I can tell you about that off of the podcast but it’s really fascinating growing these things and you know, knowing that the algae the the coral themselves have the algae inside of them. Mm hmm. Which is because we were studying while we were studying skincare and stuff. And so a lot of like Hawaii is banned. You can’t bring suntan lotion or sunscreen to Hawaii, they have to give you that you have to get the natural ones they’re made of like, you know like a lot of like coconut oil and shea butter and stuff like that. And then with the titanium, titanium dioxide and zinc oxide and stuff like that to just either refract or turn that into heat on your on your skin. So we were studying the skin, this stuff that we made with the pillow because the contemporary, the main ingredients in most skincare or most sunscreens, what they actually do is prevent those algae from completing photosynthesis. So the algae die inside of the coral. And then when that happens in the core bleaches the coral themselves give the algae or the algae themselves give the coral the color. Okay, so then the coral bleaching is that algae, you know, coming out and then dying now they have no space to live. Right, right. Ah, so it’s Yeah, it’s it’s really fascinating, all that sort of stuff. And so taking that in seeing these fish and starts that stuff and then going over over to campus, and seeing you know, the tilapia grow and all this. Wow. You know, obviously freshwater and saltwater, two whole different things.
CA 42:51
It’s all related,
MO 42:52
right? Because and especially because now with the salt water, there’s way more ionic things going on. And you know, it’s not just It’s not just pH or you know, there’s the salinity and then the temperature determines what the the specific gravity of the water is. And then you have to have depending on what you’re growing and we don’t eat too much copper too little copper, magnesium, all these different things contributing to the bones and, and, and always have to have so much calcium and all that sort of stuff so that these sort of these shells can be made. Yeah, it’s really, really interesting. Really interesting.
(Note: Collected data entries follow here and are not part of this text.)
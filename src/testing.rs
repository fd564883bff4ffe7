//! Test doubles shared by the unit tests.

use async_trait::async_trait;
use std::collections::HashMap;
use std::sync::atomic::{AtomicBool, Ordering};
use std::sync::Mutex;
use std::time::Duration;
use url::Url;

use crate::config::Config;
use crate::http::{Outbound, Response};
use crate::transport::{Transport, TransportError};

pub const API_BASE: &str = "https://api.example.com/rest/v1/";

pub fn config() -> Config {
  let mut config = Config::new(Url::parse(API_BASE).unwrap());
  config.network_timeout_ms = 200;
  config
}

pub fn api(path: &str) -> Url {
  Url::parse(API_BASE).unwrap().join(path).unwrap()
}

/// Scripted transport that records everything it is asked to send.
///
/// Unless told otherwise it answers 200 with an empty JSON object. While
/// "offline" every request fails with a connect error.
pub struct FakeTransport {
  online: AtomicBool,
  sent: Mutex<Vec<Outbound>>,
  responses: Mutex<HashMap<String, (u16, Vec<u8>)>>,
  failing: Mutex<HashMap<String, usize>>,
  delay: Mutex<Option<Duration>>,
}

impl FakeTransport {
  pub fn new() -> Self {
    Self {
      online: AtomicBool::new(true),
      sent: Mutex::new(Vec::new()),
      responses: Mutex::new(HashMap::new()),
      failing: Mutex::new(HashMap::new()),
      delay: Mutex::new(None),
    }
  }

  pub fn set_online(&self, online: bool) {
    self.online.store(online, Ordering::SeqCst);
  }

  /// Answer requests to `url` with this status and body.
  pub fn respond(&self, url: &Url, status: u16, body: &[u8]) {
    self
      .responses
      .lock()
      .unwrap()
      .insert(url.to_string(), (status, body.to_vec()));
  }

  /// Fail the next `times` requests to `url` with a connect error.
  pub fn fail(&self, url: &Url, times: usize) {
    self.failing.lock().unwrap().insert(url.to_string(), times);
  }

  /// Delay every response, to exercise timeouts.
  pub fn set_delay(&self, delay: Duration) {
    *self.delay.lock().unwrap() = Some(delay);
  }

  pub fn sent(&self) -> Vec<Outbound> {
    self.sent.lock().unwrap().clone()
  }

  pub fn sent_count(&self) -> usize {
    self.sent.lock().unwrap().len()
  }

  pub fn clear_sent(&self) {
    self.sent.lock().unwrap().clear();
  }
}

#[async_trait]
impl Transport for FakeTransport {
  async fn send(&self, request: &Outbound) -> Result<Response, TransportError> {
    self.sent.lock().unwrap().push(request.clone());

    let delay = *self.delay.lock().unwrap();
    if let Some(delay) = delay {
      tokio::time::sleep(delay).await;
    }

    if !self.online.load(Ordering::SeqCst) {
      return Err(TransportError::Connect("network unreachable".to_string()));
    }

    let key = request.url.to_string();
    {
      let mut failing = self.failing.lock().unwrap();
      if let Some(remaining) = failing.get_mut(&key) {
        if *remaining > 0 {
          *remaining -= 1;
          return Err(TransportError::Connect("connection reset".to_string()));
        }
      }
    }

    let (status, body) = self
      .responses
      .lock()
      .unwrap()
      .get(&key)
      .cloned()
      .unwrap_or((200, b"{}".to_vec()));

    Ok(Response::new(
      status,
      vec![("content-type".to_string(), "application/json".to_string())],
      body,
    ))
  }
}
Do you believe that we as black folks have a special relationship with the soil? And if so, how do we potentiate that if it is to be potentiated.
CA 43:44
Well, we definitely have a definitely a relationship. So I mean, since since you know, we always you know, we’ve talked about this before, you know, we are the first farmers. You know, from all the information I’ve read this the research I’ve done in our farming Truly starts, you know, in Nile valley civilization. So this was formed by people of African descent, African farmers, Kemet, Nubia and places like that they were farming and they had a true kind of sustainable agriculture for a long, long time. So that’s in our DNA maybe we are the ones to really, who should be really promoting most of that on the planet and trying to do it in a very natural healthy way which also sustains the planet at the same time. So once one thing you know, we can talk about, you know, can we grow food obviously grow food, but okay, we need to grow food and how much food is one thing but you need to grow food to sustain the planet at the same time. So we definitely need to be on that day because it’s just a you know, like, we talked about this before, you know, Kemet, you know, the Egyptians you know, the reason why they had their sustainable agriculture because they had a different Look at the planet, right? Everything was a god or goddess the soil was a god the sun was a god or God is the trees were gods and goddesses. The water was a god or goddess. So they respected everything. Everything they had a level high level of respectful was they didn’t really kind of, you know, disrespect, tear down or you know things like that so they looked at it totally different than the way we look at the earth.
MO 45:31
So we would if
CA 45:33
we were the first ones to to really recognize that the earth is sacred. So how do we get from that to driving down the street in our car and open the window and not trash? Yeah.
MO 45:47
It’s bizarre to still see people littering just like that.
CA 45:50
And mostly in our neighborhoods. You bet in your own neighborhood.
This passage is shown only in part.